**What you will do**
Take every line of the material below that includes the string "EndTag" and copy it out.

**Data section**
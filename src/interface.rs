// Copyright 2026 The sgml5ever Project Developers. See the
// COPYRIGHT file at the top-level directory of this distribution.
//
// Licensed under the Apache License, Version 2.0 <LICENSE-APACHE or
// http://www.apache.org/licenses/LICENSE-2.0> or the MIT license
// <LICENSE-MIT or http://opensource.org/licenses/MIT>, at your
// option. This file may not be copied, modified, or distributed
// except according to those terms.

//! The contracts at the crate's two seams: the token stream fed in by
//! an external tokenizer ([`Token`], [`TokenSink`]) and the structural
//! events the parser produces for its consumer ([`ParseSink`]).

use std::borrow::Cow;

use tendril::StrTendril;

use crate::dtd::ElementId;

pub use self::TagKind::{EndTag, StartTag};
pub use self::Token::{CharacterTokens, CommentToken, DeclarationToken, EOFToken, TagToken};

/// A tag attribute as delivered by the tokenizer: a raw name and its
/// (already entity-decoded) value.
#[derive(PartialEq, Eq, Clone, Debug)]
pub struct Attribute {
    pub name: String,
    pub value: StrTendril,
}

#[derive(PartialEq, Eq, Hash, Copy, Clone, Debug)]
pub enum TagKind {
    StartTag,
    EndTag,
}

/// A tag token.
#[derive(PartialEq, Eq, Clone, Debug)]
pub struct Tag {
    pub kind: TagKind,
    pub name: String,
    pub self_closing: bool,
    pub attrs: Vec<Attribute>,
}

impl Tag {
    /// A start tag synthesized by the parser when the grammar implies
    /// an omitted tag. Carries no attributes.
    pub fn implied(name: &str) -> Tag {
        Tag {
            kind: StartTag,
            name: name.to_owned(),
            self_closing: false,
            attrs: vec![],
        }
    }

    pub fn get_attribute(&self, name: &str) -> Option<StrTendril> {
        self.attrs
            .iter()
            .find(|attribute| attribute.name.eq_ignore_ascii_case(name))
            .map(|attribute| attribute.value.clone())
    }
}

/// A lexical event from the external tokenizer.
///
/// Source positions are carried out-of-band as the line number passed
/// to [`TokenSink::process_token`].
#[derive(PartialEq, Eq, Clone, Debug)]
pub enum Token {
    TagToken(Tag),
    CommentToken(StrTendril),
    CharacterTokens(StrTendril),
    /// A markup declaration (`<!...>`), passed through undigested.
    DeclarationToken(StrTendril),
    EOFToken,
}

/// Types which can receive tokens from the tokenizer.
pub trait TokenSink {
    /// Process a token.
    fn process_token(&self, token: Token, line_number: u64);

    /// Signal that tokenization reached the end of the input.
    fn end(&self) {}
}

/// Consumer of the parser's structural events.
///
/// The parser resolves raw tags against the DTD before forwarding
/// them, so every callback carries the [`ElementId`] of the resolved
/// element. `implied` marks tags the source never contained: start or
/// end tags inserted because the grammar made them inferable.
pub trait ParseSink {
    /// A start tag was opened. Implied start tags carry an empty
    /// attribute list.
    fn start_tag(&self, elem: ElementId, tag: &Tag, implied: bool);

    /// An open element was closed, explicitly or by inference.
    fn end_tag(&self, elem: ElementId, implied: bool);

    /// An element with EMPTY declared content (or a self-closed tag);
    /// it is never pushed on the open-element stack.
    fn empty_tag(&self, elem: ElementId, tag: &Tag);

    /// Character data.
    fn text(&self, text: &StrTendril);

    fn comment(&self, _text: &StrTendril) {}

    fn declaration(&self, _text: &StrTendril) {}

    /// A non-fatal grammar violation. Parsing always continues.
    fn parse_error(&self, _msg: Cow<'static, str>) {}

    /// Called whenever the tokenizer reports a new line number.
    fn set_current_line(&self, _line: u64) {}
}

**Result for this task**
pub use self::TagKind::{EndTag, StartTag};
    EndTag,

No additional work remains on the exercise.